When the final pitch was thrown and a strike out ensued, resulting in the San Francisco Giants once again becoming World Series champs, I was tempted to hop in my car and cross the bridge like I did 2 years ago to celebrate with the tens of thousands who were already out and about at local bars or at the Civic Center watching the game on a Jumbotron.

Everyone likes a winner and even more people like the celebrations and festivities that come along with winning. Everyone was upbeat last night and San Francisco was on Fire… It was on fire emotionally speaking, but within an hour of the Giants winning SF literally was on fire.. All over the city bonfires were being lit.. One was downtown on Market street. Another was on 19th and Mission. Another on 23rd and Mission.. Still another was near the police station on 16th and Valencia which was the scene of raucous Occupy protest a few weeks ago.. With each bonfire came people by the hundreds and wasn’t long before folks were tossing in everything they could get their hands on, couches, card board paint cans and other flammable which caused loud bomb-like explosions. Eventually a bus was lit on fire around 3rd and Market in the heart of downtown. We also saw a security truck flipped over with the driver in it..he got out unharmed.

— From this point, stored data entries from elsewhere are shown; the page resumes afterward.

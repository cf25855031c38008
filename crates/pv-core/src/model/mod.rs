//! POMDP model boundary.
//!
//! The solver reads a model only through [`PomdpModel`]. Rewards handed out by
//! the trait are already adjusted (costs negated, optional non-negative shift),
//! so the backup never has to know which convention the model file used.

pub mod dense;
pub mod file;

pub use dense::DenseModel;
pub use file::{load_model, ModelSpec};

use serde::{Deserialize, Serialize};
use thiserror::Error;

/// Errors raised while building or validating a model.
#[derive(Debug, Error)]
pub enum ModelError {
    #[error("failed to read model file {path}: {source}")]
    Io {
        path: String,
        #[source]
        source: std::io::Error,
    },

    #[error("failed to parse model file {path}: {message}")]
    Parse { path: String, message: String },

    #[error("{what}: expected {expected} entries, found {found}")]
    Shape {
        what: String,
        expected: usize,
        found: usize,
    },

    #[error("{what} sums to {sum}, expected 1")]
    NotStochastic { what: String, sum: f64 },

    #[error("{what} has invalid probability {value}")]
    BadProbability { what: String, value: f64 },

    #[error("discount {0} is outside [0, 1]")]
    BadDiscount(f64),

    #[error("model must have at least one {0}")]
    Empty(&'static str),

    #[error("action {action} has no possible observation")]
    NoPossibleObservation { action: usize },
}

pub type Result<T> = std::result::Result<T, ModelError>;

impl From<ModelError> for pv_common::Error {
    fn from(err: ModelError) -> Self {
        match err {
            ModelError::Io { source, .. } => pv_common::Error::Io(source),
            ModelError::NoPossibleObservation { action } => {
                pv_common::Error::NoPossibleObservation { action }
            }
            other => pv_common::Error::InvalidModel(other.to_string()),
        }
    }
}

/// Whether the model's immediate values are rewards or costs.
#[derive(Debug, Clone, Copy, PartialEq, Eq, Default, Serialize, Deserialize, schemars::JsonSchema)]
#[serde(rename_all = "lowercase")]
pub enum ValueType {
    #[default]
    Reward,
    Cost,
}

impl std::fmt::Display for ValueType {
    fn fmt(&self, f: &mut std::fmt::Formatter<'_>) -> std::fmt::Result {
        match self {
            ValueType::Reward => write!(f, "reward"),
            ValueType::Cost => write!(f, "cost"),
        }
    }
}

/// How raw model values were turned into the rewards the solver maximizes.
#[derive(Debug, Clone, Copy, PartialEq)]
pub struct RewardAdjustment {
    pub value_type: ValueType,
    /// Smallest reward after cost negation, before any shift.
    pub min_reward: f64,
    /// True when rewards were shifted by `-min_reward` to make them non-negative.
    pub shifted: bool,
}

impl RewardAdjustment {
    /// Derive the adjustment from raw model values.
    pub fn from_values(
        value_type: ValueType,
        raw: impl IntoIterator<Item = f64>,
        require_non_negative: bool,
    ) -> Self {
        let min_reward = raw
            .into_iter()
            .map(|r| Self::orient(value_type, r))
            .fold(f64::INFINITY, f64::min);
        let min_reward = if min_reward.is_finite() { min_reward } else { 0.0 };
        RewardAdjustment {
            value_type,
            min_reward,
            shifted: require_non_negative && min_reward < 0.0,
        }
    }

    fn orient(value_type: ValueType, raw: f64) -> f64 {
        match value_type {
            ValueType::Reward => raw,
            ValueType::Cost => -raw,
        }
    }

    /// The reward the solver sees for a raw model value.
    pub fn adjust(&self, raw: f64) -> f64 {
        let r = Self::orient(self.value_type, raw);
        if self.shifted {
            r - self.min_reward
        } else {
            r
        }
    }

    /// Offset that maps values computed with shifted rewards after `epochs`
    /// epochs back onto the model's own scale.
    pub fn value_scale_factor(&self, epochs: usize, discount: f64) -> f64 {
        if !self.shifted {
            return 0.0;
        }
        let n = epochs as f64;
        let factor = if discount == 1.0 {
            self.min_reward * n
        } else {
            let exponent = epochs.saturating_sub(1) as i32;
            self.min_reward * (1.0 - discount.powi(exponent)) / (1.0 - discount)
        };
        match self.value_type {
            ValueType::Reward => factor,
            ValueType::Cost => -factor,
        }
    }
}

/// Read-only view of a POMDP.
pub trait PomdpModel {
    fn num_states(&self) -> usize;
    fn num_actions(&self) -> usize;
    fn num_observations(&self) -> usize;
    fn discount(&self) -> f64;

    /// Non-zero entries of P(.|state, action) as `(next_state, probability)`.
    fn transitions(&self, action: usize, state: usize) -> &[(usize, f64)];

    /// O(obs | next_state, action).
    fn observation(&self, action: usize, next_state: usize, obs: usize) -> f64;

    /// Adjusted immediate reward R(action, state).
    fn reward(&self, action: usize, state: usize) -> f64;

    fn reward_adjustment(&self) -> RewardAdjustment;
}

/// Which (action, observation) pairs can actually occur.
#[derive(Debug, Clone, PartialEq, Eq)]
pub struct ObservationSupport {
    possible: Vec<Vec<bool>>,
}

impl ObservationSupport {
    /// An observation is impossible for an action when every reachable
    /// successor state emits it with probability within `epsilon` of zero.
    pub fn compute(model: &dyn PomdpModel, epsilon: f64) -> Result<Self> {
        let n = model.num_states();
        let mut possible = Vec::with_capacity(model.num_actions());
        for a in 0..model.num_actions() {
            let mut reachable = vec![false; n];
            for s in 0..n {
                for &(next, p) in model.transitions(a, s) {
                    if p != 0.0 {
                        reachable[next] = true;
                    }
                }
            }
            let row: Vec<bool> = (0..model.num_observations())
                .map(|z| {
                    (0..n).any(|next| {
                        reachable[next]
                            && !pv_math::equal(model.observation(a, next, z), 0.0, epsilon)
                    })
                })
                .collect();
            if !row.iter().any(|&p| p) {
                return Err(ModelError::NoPossibleObservation { action: a });
            }
            possible.push(row);
        }
        Ok(ObservationSupport { possible })
    }

    pub fn is_possible(&self, action: usize, obs: usize) -> bool {
        self.possible
            .get(action)
            .and_then(|row| row.get(obs))
            .copied()
            .unwrap_or(false)
    }

    /// Number of possible observations for an action.
    pub fn count(&self, action: usize) -> usize {
        self.possible
            .get(action)
            .map(|row| row.iter().filter(|&&p| p).count())
            .unwrap_or(0)
    }
}
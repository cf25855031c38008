//! One exact dynamic-programming backup.
//!
//! Projections of the previous value function are cross-summed per action
//! into Q-sets, and the union of the Q-sets is purged into the next value
//! function. With incremental pruning each partial cross-sum is purged
//! before the next observation is folded in.

use std::time::{Duration, Instant};

use pv_config::{Method, PurgeOption, SolverParams};
use serde::Serialize;
use thiserror::Error;

use crate::alpha::AlphaList;
use crate::belief::{
    init_with_random_points_q, init_with_simplex_corners_q, BeliefError, BeliefScratch,
};
use crate::cross_sum::{cross_sum, relink_obs_sources, CrossSumError};
use crate::log_event;
use crate::logging::{event_names, LogContext, Stage};
use crate::model::{ObservationSupport, PomdpModel};
use crate::projection::ProjectionTable;
use crate::prune::{PruneError, Pruner};

#[derive(Debug, Error)]
pub enum BackupError {
    #[error(transparent)]
    Prune(#[from] PruneError),

    #[error(transparent)]
    CrossSum(#[from] CrossSumError),

    #[error(transparent)]
    Belief(#[from] BeliefError),

    #[error("no projection for action {action}, observation {obs}")]
    MissingProjection { action: usize, obs: usize },

    #[error("time budget exhausted during backup")]
    Interrupted,
}

impl From<BackupError> for pv_common::Error {
    fn from(err: BackupError) -> Self {
        match err {
            BackupError::Prune(e) => e.into(),
            BackupError::CrossSum(e) => e.into(),
            BackupError::Belief(e) => e.into(),
            BackupError::MissingProjection { .. } => pv_common::Error::Invariant(err.to_string()),
            // The solver knows the epoch count and reports it
            BackupError::Interrupted => pv_common::Error::Interrupted { epochs: 0 },
        }
    }
}

pub type Result<T> = std::result::Result<T, BackupError>;

/// Wall-clock budget for a solve.
#[derive(Debug, Clone, Copy)]
pub struct Budget {
    started: Instant,
    limit: Option<Duration>,
}

impl Budget {
    /// `max_secs` of `None` means no limit.
    pub fn new(max_secs: Option<f64>) -> Self {
        Budget {
            started: Instant::now(),
            limit: max_secs.and_then(|s| Duration::try_from_secs_f64(s).ok()),
        }
    }

    pub fn unlimited() -> Self {
        Self::new(None)
    }

    pub fn elapsed(&self) -> Duration {
        self.started.elapsed()
    }

    pub fn exhausted(&self) -> bool {
        self.limit.is_some_and(|limit| self.elapsed() >= limit)
    }
}

/// Sizes seen during one backup.
#[derive(Debug, Clone, Default, PartialEq, Eq, Serialize)]
pub struct BackupStats {
    pub projection_vectors: usize,
    /// Q-set size per action after purging.
    pub q_sizes: Vec<usize>,
    /// Largest partial cross-sum before it was purged.
    pub max_intermediate: usize,
    pub union_size: usize,
    pub result_size: usize,
}

/// Purge strengths and switches for a backup.
#[derive(Debug, Clone, Copy, PartialEq)]
pub struct BackupSettings {
    pub method: Method,
    pub proj_purge: PurgeOption,
    pub q_purge: PurgeOption,
    pub enum_purge: PurgeOption,
    pub alg_init_rand_points: usize,
    pub use_witness_points: bool,
    pub alpha_epsilon: f64,
}

impl BackupSettings {
    pub fn from_params(params: &SolverParams) -> Self {
        BackupSettings {
            method: params.method,
            proj_purge: params.proj_purge,
            q_purge: params.q_purge,
            enum_purge: params.enum_purge,
            alg_init_rand_points: params.alg_init_rand_points,
            use_witness_points: params.use_witness_points,
            alpha_epsilon: params.alpha_epsilon,
        }
    }

    /// Purge applied to the finished Q-sets and their union.
    fn final_purge(&self) -> PurgeOption {
        match self.method {
            Method::IncPrune => self.q_purge,
            Method::Enum => self.enum_purge,
        }
    }
}

impl Default for BackupSettings {
    fn default() -> Self {
        Self::from_params(&SolverParams::default())
    }
}

pub struct BackupEngine {
    pub settings: BackupSettings,
    ctx: LogContext,
}

impl BackupEngine {
    pub fn new(settings: BackupSettings, ctx: LogContext) -> Self {
        BackupEngine { settings, ctx }
    }

    fn check(&self, budget: &Budget) -> Result<()> {
        if budget.exhausted() {
            return Err(BackupError::Interrupted);
        }
        Ok(())
    }

    /// Compute the next value function from `prev`.
    ///
    /// Observation slots of the result point at nodes of `prev`, so `prev`
    /// must not be reshaped while the result is in use.
    pub fn backup(
        &self,
        model: &dyn PomdpModel,
        support: &ObservationSupport,
        prev: &AlphaList,
        pruner: &mut Pruner,
        budget: &Budget,
    ) -> Result<(AlphaList, BackupStats)> {
        let num_states = model.num_states();
        let num_obs = model.num_observations();
        let mut stats = BackupStats::default();

        let mut table = ProjectionTable::build(model, support, prev);
        table.purge(pruner, self.settings.proj_purge)?;
        stats.projection_vectors = table.total_vectors();
        log_event!(
            self.ctx,
            DEBUG,
            event_names::PROJECTION_BUILT,
            Stage::Project,
            "projections built",
            vectors = stats.projection_vectors as u64,
            prev_size = prev.len() as u64
        );
        self.check(budget)?;

        let mut union = AlphaList::new();
        for action in 0..model.num_actions() {
            let q = self.q_set(action, num_states, num_obs, &table, pruner, budget, &mut stats)?;
            stats.q_sizes.push(q.len());
            union.union(q);
        }
        stats.union_size = union.len();

        pruner.purge(&mut union, self.settings.final_purge())?;
        relink_obs_sources(&mut union, &table)?;
        stats.result_size = union.len();
        Ok((union, stats))
    }

    #[allow(clippy::too_many_arguments)]
    fn q_set(
        &self,
        action: usize,
        num_states: usize,
        num_obs: usize,
        table: &ProjectionTable,
        pruner: &mut Pruner,
        budget: &Budget,
        stats: &mut BackupStats,
    ) -> Result<AlphaList> {
        let mut q = AlphaList::zero(num_states, action);
        q.action = Some(action);
        for obs in 0..num_obs {
            let projection = table
                .get(action, obs)
                .ok_or(BackupError::MissingProjection { action, obs })?;
            q = cross_sum(&q, projection, num_obs)?;
            stats.max_intermediate = stats.max_intermediate.max(q.len());
            if self.settings.method == Method::IncPrune && obs > 0 {
                let before = q.len();
                pruner.purge(&mut q, self.settings.q_purge)?;
                log_event!(
                    self.ctx,
                    DEBUG,
                    event_names::CROSS_SUM_STEP,
                    Stage::CrossSum,
                    "partial cross-sum purged",
                    action = action as u64,
                    obs = obs as u64,
                    before = before as u64,
                    after = q.len() as u64
                );
            }
            self.check(budget)?;
        }

        if self.settings.alg_init_rand_points > 0 {
            let projections = table.for_action(action);
            let mut seeded = AlphaList::with_header(Some(action), None);
            let mut scratch = BeliefScratch::new(num_states, num_obs);
            let eps = self.settings.alpha_epsilon;
            let witness = self.settings.use_witness_points;
            init_with_simplex_corners_q(&mut seeded, projections, &mut scratch, witness, eps)?;
            init_with_random_points_q(
                &mut seeded,
                self.settings.alg_init_rand_points,
                &mut pruner.rng,
                projections,
                &mut scratch,
                witness,
                eps,
            )?;
            seeded.union(q);
            q = seeded;
            pruner.purge(&mut q, self.settings.final_purge())?;
            self.check(budget)?;
        }
        Ok(q)
    }
}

This is the SF Chronicle headline..to describe last night’s vandalism

As each fire was lit and reported on by local newscasts, I couldn’t help but note the tone and wording used to describe the scene. We didn’t hear words like anarchist, outside agitators or thugs to describe those committing wanton acts of vandalism. Instead what we heard was local news outlets like NBC described what was happening as ‘instant street parties’. Others like ABC talked about how exuberant fans and overly joyous fans were celebrating in front of bonfires.

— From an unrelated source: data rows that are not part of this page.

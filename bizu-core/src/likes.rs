use std::collections::HashMap;
use std::sync::Arc;

use tokio::sync::RwLock;
use tracing::{debug, info, warn};

use crate::articles::ArticleStore;
use crate::backend::Backend;
use crate::error::BizuError;
use crate::models::{Bizu, BizuId};
use crate::session::Session;

#[derive(Debug, Clone, Copy, Default, PartialEq, Eq)]
pub enum LikePhase {
    #[default]
    Idle,
    /// Flag flipped locally, waiting on the backend.
    Pending,
    Confirmed,
    RolledBack,
}

#[derive(Debug, Clone, Copy, Default, PartialEq, Eq)]
pub struct LikeState {
    pub liked: bool,
    pub count: u64,
    pub phase: LikePhase,
}

fn retry_notice(e: BizuError) -> BizuError {
    match e {
        e @ (BizuError::Transient(_)
        | BizuError::Network(_)
        | BizuError::Decode(_)
        | BizuError::Storage(_)) => {
            BizuError::Transient(format!("could not update like, please try again ({e})"))
        }
        other => other,
    }
}

#[derive(Debug, Default)]
struct Entry {
    shown: LikeState,
    // last values the backend agreed to
    confirmed_liked: bool,
    confirmed_count: u64,
    ticket: u64,
}

/// Per-article liked flag and like count for the current session.
#[derive(Clone)]
pub struct LikeStore {
    backend: Arc<dyn Backend>,
    session: Session,
    entries: Arc<RwLock<HashMap<BizuId, Entry>>>,
    articles: Option<ArticleStore>,
}

impl LikeStore {
    pub fn new(backend: Arc<dyn Backend>, session: Session) -> Self {
        Self {
            backend,
            session,
            entries: Arc::default(),
            articles: None,
        }
    }

    /// Patches the list and drops its cache whenever a toggle is confirmed.
    pub fn with_articles(mut self, articles: ArticleStore) -> Self {
        self.articles = Some(articles);
        self
    }

    /// Sets server truth for one article. Ignored while a toggle is in flight.
    pub async fn seed(&self, id: BizuId, liked: bool, count: u64) {
        let mut entries = self.entries.write().await;
        let entry = entries.entry(id).or_default();
        if entry.shown.phase == LikePhase::Pending {
            debug!(id = %id, "skipping seed for pending like");
            return;
        }
        entry.shown = LikeState {
            liked,
            count,
            phase: LikePhase::Idle,
        };
        entry.confirmed_liked = liked;
        entry.confirmed_count = count;
    }

    pub async fn seed_from(&self, bizus: &[Bizu]) {
        for bizu in bizus {
            self.seed(bizu.id, bizu.is_liked, bizu.likes_count).await;
        }
    }

    pub async fn is_liked(&self, id: BizuId) -> bool {
        self.state(id).await.liked
    }

    pub async fn count(&self, id: BizuId) -> u64 {
        self.state(id).await.count
    }

    pub async fn phase(&self, id: BizuId) -> LikePhase {
        self.state(id).await.phase
    }

    pub async fn state(&self, id: BizuId) -> LikeState {
        self.entries
            .read()
            .await
            .get(&id)
            .map(|e| e.shown)
            .unwrap_or_default()
    }

    /// Likes or unlikes depending on the current flag. The count shown
    /// afterwards is always the one the backend returned.
    ///
    /// While a newer toggle of the same article is in flight, an older
    /// response only moves the confirmed baseline. Once the newest toggle has
    /// settled, whichever success lands later is shown. Every failure is
    /// returned to its caller, but only the newest one rolls the display back.
    pub async fn toggle_like(&self, id: BizuId) -> Result<LikeState, BizuError> {
        let actor = self.session.require_actor("like bizus")?;

        let (was_liked, ticket) = {
            let mut entries = self.entries.write().await;
            let entry = entries.entry(id).or_default();
            entry.ticket += 1;
            let was_liked = entry.shown.liked;
            entry.shown.liked = !was_liked;
            entry.shown.phase = LikePhase::Pending;
            (was_liked, entry.ticket)
        };

        let result = if was_liked {
            self.backend.unlike(id, actor.id).await
        } else {
            self.backend.like(id, actor.id).await
        };

        let mut entries = self.entries.write().await;
        let entry = entries.entry(id).or_default();
        let latest = entry.ticket == ticket;

        match result {
            Ok(count) => {
                entry.confirmed_liked = !was_liked;
                entry.confirmed_count = count;
                if latest || entry.shown.phase != LikePhase::Pending {
                    entry.shown = LikeState {
                        liked: !was_liked,
                        count,
                        phase: LikePhase::Confirmed,
                    };
                    info!(id = %id, liked = !was_liked, count, "like state confirmed");
                } else {
                    debug!(id = %id, ticket, "newer toggle in flight, keeping its display");
                }
                // under the entry lock so list patches land in confirmation order
                if let Some(articles) = &self.articles {
                    articles.apply_like(id, !was_liked, count).await;
                }
                Ok(entry.shown)
            }
            Err(e) => {
                if latest {
                    entry.shown = LikeState {
                        liked: entry.confirmed_liked,
                        count: entry.confirmed_count,
                        phase: LikePhase::RolledBack,
                    };
                    warn!(id = %id, error = %e, "like toggle failed, state rolled back");
                } else {
                    warn!(id = %id, ticket, error = %e, "older like toggle failed");
                }
                Err(retry_notice(e))
            }
        }
    }
}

Reporters would utter the word vandalism in the most casual tone and downplay the smashing of bank and storefront windows, crowds chanting ‘F– Tha Police and cars being burned or flipped. The main focus by these local news outlets was about highlighting the excitement around this world series win.

It was hard not to contrast the sanitizing words used to described the destruction happening all over the city of San Francisco with how many of those same news outlets described Occupy, Oscar Grant and anti-war protests where far less damage and mayhem was caused. It was hard not to contrast the way many of those media outlets described spirited celebrations in neighboring Oakland ten years ago (2003) after the Raiders won the AFC Championship.

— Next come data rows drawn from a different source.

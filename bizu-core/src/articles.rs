use std::sync::Arc;
use std::time::Duration;

use tokio::sync::{watch, RwLock};
use tracing::{debug, info, warn};

use crate::backend::Backend;
use crate::cache::TtlCache;
use crate::error::BizuError;
use crate::models::{Actor, Bizu, BizuId, BizuPatch, EditLog, FetchParams, NewBizu, UserId};
use crate::session::Session;

pub const DEFAULT_LIST_TTL: Duration = Duration::from_secs(300);

/// How a [`ArticleStore::fetch`] call ended. Failures are also kept in
/// [`ArticleStore::error`] for display.
#[derive(Debug, Clone, Copy, PartialEq, Eq)]
pub enum FetchOutcome {
    Cache,
    Network,
    /// A newer fetch took over; nothing was published.
    Superseded,
    Failed,
}

#[derive(Debug)]
pub enum AuditStatus {
    /// The editor is the author.
    NotRequired,
    Recorded,
    /// The update stands; only the audit record is missing.
    Failed(BizuError),
}

#[derive(Debug)]
pub struct UpdateReceipt {
    pub bizu: Bizu,
    pub audit: AuditStatus,
}

#[derive(Debug, Default)]
struct ListState {
    bizus: Vec<Bizu>,
    error: Option<String>,
    loading: bool,
}

/// Authenticated and either admin or the author.
pub fn can_modify(actor: Option<&Actor>, bizu: &Bizu) -> bool {
    actor.is_some_and(|a| a.is_admin() || a.id == bizu.author_id)
}

/// Edit log entry holding only the fields the patch sets.
fn audit_record(
    bizu_id: BizuId,
    editor_id: UserId,
    patch: &BizuPatch,
) -> Result<EditLog, BizuError> {
    Ok(EditLog {
        bizu_id,
        editor_id,
        changes: serde_json::to_value(patch)?,
    })
}

async fn superseded(mut rx: watch::Receiver<u64>, generation: u64) {
    loop {
        if *rx.borrow_and_update() != generation {
            return;
        }
        if rx.changed().await.is_err() {
            std::future::pending::<()>().await;
        }
    }
}

/// Visible article list plus the mutations that keep it in step with the
/// backend.
#[derive(Clone)]
pub struct ArticleStore {
    backend: Arc<dyn Backend>,
    session: Session,
    cache: TtlCache,
    list_ttl: Duration,
    state: Arc<RwLock<ListState>>,
    generation: Arc<watch::Sender<u64>>,
}

impl ArticleStore {
    pub fn new(backend: Arc<dyn Backend>, session: Session, cache: TtlCache) -> Self {
        let (generation, _) = watch::channel(0);
        Self {
            backend,
            session,
            cache,
            list_ttl: DEFAULT_LIST_TTL,
            state: Arc::default(),
            generation: Arc::new(generation),
        }
    }

    pub fn with_list_ttl(mut self, ttl: Duration) -> Self {
        self.list_ttl = ttl;
        self
    }

    pub fn session(&self) -> &Session {
        &self.session
    }

    pub async fn bizus(&self) -> Vec<Bizu> {
        self.state.read().await.bizus.clone()
    }

    pub async fn error(&self) -> Option<String> {
        self.state.read().await.error.clone()
    }

    pub async fn is_loading(&self) -> bool {
        self.state.read().await.loading
    }

    pub fn can_edit(&self, bizu: &Bizu) -> bool {
        can_modify(self.session.current().as_ref(), bizu)
    }

    pub fn can_delete(&self, bizu: &Bizu) -> bool {
        can_modify(self.session.current().as_ref(), bizu)
    }

    fn next_generation(&self) -> u64 {
        let mut current = 0;
        self.generation.send_modify(|g| {
            *g += 1;
            current = *g;
        });
        current
    }

    fn is_current(&self, generation: u64) -> bool {
        *self.generation.borrow() == generation
    }

    /// Loads the list for `params`, from the cache when fresh. A later call
    /// cancels this one and its result is never published.
    pub async fn fetch(&self, params: FetchParams) -> FetchOutcome {
        let params = params.normalized();
        let key = params.cache_key();
        let generation = self.next_generation();

        if let Some(cached) = self.cache.get::<Vec<Bizu>>(&key).await {
            debug!(key = %key, count = cached.len(), "list served from cache");
            return if self.publish(generation, cached).await {
                FetchOutcome::Cache
            } else {
                FetchOutcome::Superseded
            };
        }

        {
            let mut state = self.state.write().await;
            if self.is_current(generation) {
                state.loading = true;
            }
        }

        match self.load(generation, &params).await {
            Ok(bizus) => {
                self.cache.set(&key, &bizus, self.list_ttl).await;
                if self.publish(generation, bizus).await {
                    FetchOutcome::Network
                } else {
                    FetchOutcome::Superseded
                }
            }
            Err(BizuError::Cancelled) => {
                debug!(key = %key, "fetch superseded");
                FetchOutcome::Superseded
            }
            Err(e) => {
                warn!(error = %e, key = %key, "failed to fetch bizus");
                let mut state = self.state.write().await;
                if !self.is_current(generation) {
                    return FetchOutcome::Superseded;
                }
                state.error = Some(e.to_string());
                state.loading = false;
                FetchOutcome::Failed
            }
        }
    }

    async fn load(&self, generation: u64, params: &FetchParams) -> Result<Vec<Bizu>, BizuError> {
        let rx = self.generation.subscribe();
        let viewer = self.session.current().map(|a| a.id);
        let request = self
            .backend
            .list_bizus(params.query.as_deref(), params.limit, viewer);
        tokio::select! {
            result = request => result,
            _ = superseded(rx, generation) => Err(BizuError::Cancelled),
        }
    }

    async fn publish(&self, generation: u64, bizus: Vec<Bizu>) -> bool {
        let mut state = self.state.write().await;
        if !self.is_current(generation) {
            return false;
        }
        state.bizus = bizus;
        state.error = None;
        state.loading = false;
        true
    }

    /// Local copy when listed, otherwise a single backend read.
    pub async fn find(&self, id: BizuId) -> Result<Bizu, BizuError> {
        let local = self
            .state
            .read()
            .await
            .bizus
            .iter()
            .find(|b| b.id == id)
            .cloned();
        match local {
            Some(bizu) => Ok(bizu),
            None => {
                let viewer = self.session.current().map(|a| a.id);
                self.backend.get_bizu(id, viewer).await
            }
        }
    }

    pub async fn create(&self, draft: NewBizu) -> Result<Bizu, BizuError> {
        let actor = self.session.require_actor("create bizus")?;
        let missing = draft.missing_fields();
        if !missing.is_empty() {
            return Err(BizuError::ValidationFailed(format!(
                "required fields are empty: {}",
                missing.join(", ")
            )));
        }
        let payload = NewBizu {
            title: draft.title.trim().to_string(),
            category: draft.category.trim().to_string(),
            content: draft.content.trim().to_string(),
            author_id: Some(actor.id),
            ..draft
        };

        let created = self.backend.create_bizu(&payload).await?;
        info!(id = %created.id, author = %actor.id, "bizu created");
        self.state.write().await.bizus.insert(0, created.clone());
        self.cache.clear().await;
        Ok(created)
    }

    pub async fn update(&self, id: BizuId, patch: BizuPatch) -> Result<UpdateReceipt, BizuError> {
        let actor = self.session.require_actor("edit bizus")?;
        let original = self.find(id).await?;
        if !can_modify(Some(&actor), &original) {
            return Err(BizuError::Forbidden(
                "only the author or an admin can edit this bizu".into(),
            ));
        }
        let blanked: Vec<&str> = [
            ("title", &patch.title),
            ("category", &patch.category),
            ("content", &patch.content),
        ]
        .into_iter()
        .filter(|(_, value)| value.as_deref().is_some_and(|v| v.trim().is_empty()))
        .map(|(name, _)| name)
        .collect();
        if !blanked.is_empty() {
            return Err(BizuError::ValidationFailed(format!(
                "required fields cannot be emptied: {}",
                blanked.join(", ")
            )));
        }

        let updated = self.backend.update_bizu(id, &patch).await?;
        info!(id = %id, editor = %actor.id, "bizu updated");
        {
            let mut state = self.state.write().await;
            if let Some(slot) = state.bizus.iter_mut().find(|b| b.id == id) {
                *slot = updated.clone();
            }
        }
        self.cache.clear().await;

        let audit = if actor.id == original.author_id {
            AuditStatus::NotRequired
        } else {
            let recorded = match audit_record(id, actor.id, &patch) {
                Ok(log) => self.backend.log_edit(&log).await,
                Err(e) => Err(e),
            };
            match recorded {
                Ok(()) => AuditStatus::Recorded,
                Err(e) => {
                    warn!(error = %e, id = %id, editor = %actor.id, "failed to record edit log");
                    AuditStatus::Failed(e)
                }
            }
        };

        Ok(UpdateReceipt {
            bizu: updated,
            audit,
        })
    }

    pub async fn delete(&self, id: BizuId) -> Result<(), BizuError> {
        let actor = self.session.require_actor("delete bizus")?;
        let target = self.find(id).await?;
        if !can_modify(Some(&actor), &target) {
            return Err(BizuError::Forbidden(
                "only the author or an admin can delete this bizu".into(),
            ));
        }
        self.backend.delete_bizu(id).await?;
        info!(id = %id, actor = %actor.id, "bizu deleted");
        self.state.write().await.bizus.retain(|b| b.id != id);
        self.cache.clear().await;
        Ok(())
    }

    /// Brings the listed item in line with a like the backend confirmed and
    /// drops cached lists, whose flags and counts are now stale.
    pub async fn apply_like(&self, id: BizuId, liked: bool, count: u64) {
        {
            let mut state = self.state.write().await;
            if let Some(slot) = state.bizus.iter_mut().find(|b| b.id == id) {
                slot.is_liked = liked;
                slot.likes_count = count;
            }
        }
        self.cache.clear().await;
    }

    /// Best-effort view counter bump; failures are only logged.
    pub async fn record_view(&self, id: BizuId) -> Option<u64> {
        match self.backend.increment_views(id).await {
            Ok(views) => {
                let mut state = self.state.write().await;
                if let Some(slot) = state.bizus.iter_mut().find(|b| b.id == id) {
                    slot.views_count = views;
                }
                Some(views)
            }
            Err(e) => {
                warn!(error = %e, id = %id, "failed to record view");
                None
            }
        }
    }
}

At that time, one car was flipped over on International Blvd and burned and the entire city was described as one that was in turmoil ‘out of control ‘and the scene of a riot. If you don’t believe me take a look at the picture that ran in the same SF Chronicle where the headline this morning reads ‘SF Giant fans Delirious With Joy‘. Again this is in spite of the fact that celebrating fans burned a city bus in the middle of downtown on top of flipping a car.. As you can see the SF Chronicle headline described the much smaller Oakland celebrations in much more stark ominous tones..using words like ‘Raider Rage‘ and ‘Street Mayhem‘.

This was the scene last night on Market street.. At the time this security truck was flipped over local news outlets described it as ‘over joyous fans celebrating and getting a little out of hand’.

We could spend more time making similar comparisons to the words used to describe more recent events especially since both Occupy Oakland and Occupy SF had one year anniversaries. If you look at the coverage of given to occupy you heard news casters talk about the menacing Black Bloc and how everyone should board up their windows and be prepared. As one Facebook poster jokingly noted on my page last night, its funny that media didn’t warn businesses to watch out for the marauding bands of Orange and Black bloc folks

Even the police when interviewed held measured tones. On ABC news, one of the SF Police captains talked about how his officers were doing all they could to keep everyone safe and the celebration going. In fact at one point, officers on motorcycles came to 19th and Mission while the bonfire was going and gently moved the crowd back vs outright dispersing them.

On one of the live streams monitoring the stuff on Market street, you saw Giant fans getting all up in the face of SFPD talking smack. The police exercised lots of patience not arresting folks or anything like that..Eventually they gave dispersal orders, but the demeanor and overall tone taken was way different from when people were out marching against banks and foreclosures or when folks were protesting the shooting deaths of Kenneth Harding or Charles Hill. The tone taken by SFPD was much harsher as protestors were demonized before they even started. The police message was one of immediate containment, shut down and dispersal. If folks recall we saw over 120 people arrested during an Oscar Grant protest where no bonfires or windows were broken.. We saw over 400 people arrested during an Occupy protest here in the Bay w/ no bon fires. Last night we saw SFPD literally make a walk way to one of the bon fires people lit in celebration of the Giants winning. Throughout most of the evening hardly anyone was arrested, before the night was over close to 40 people were arrested by SFPD.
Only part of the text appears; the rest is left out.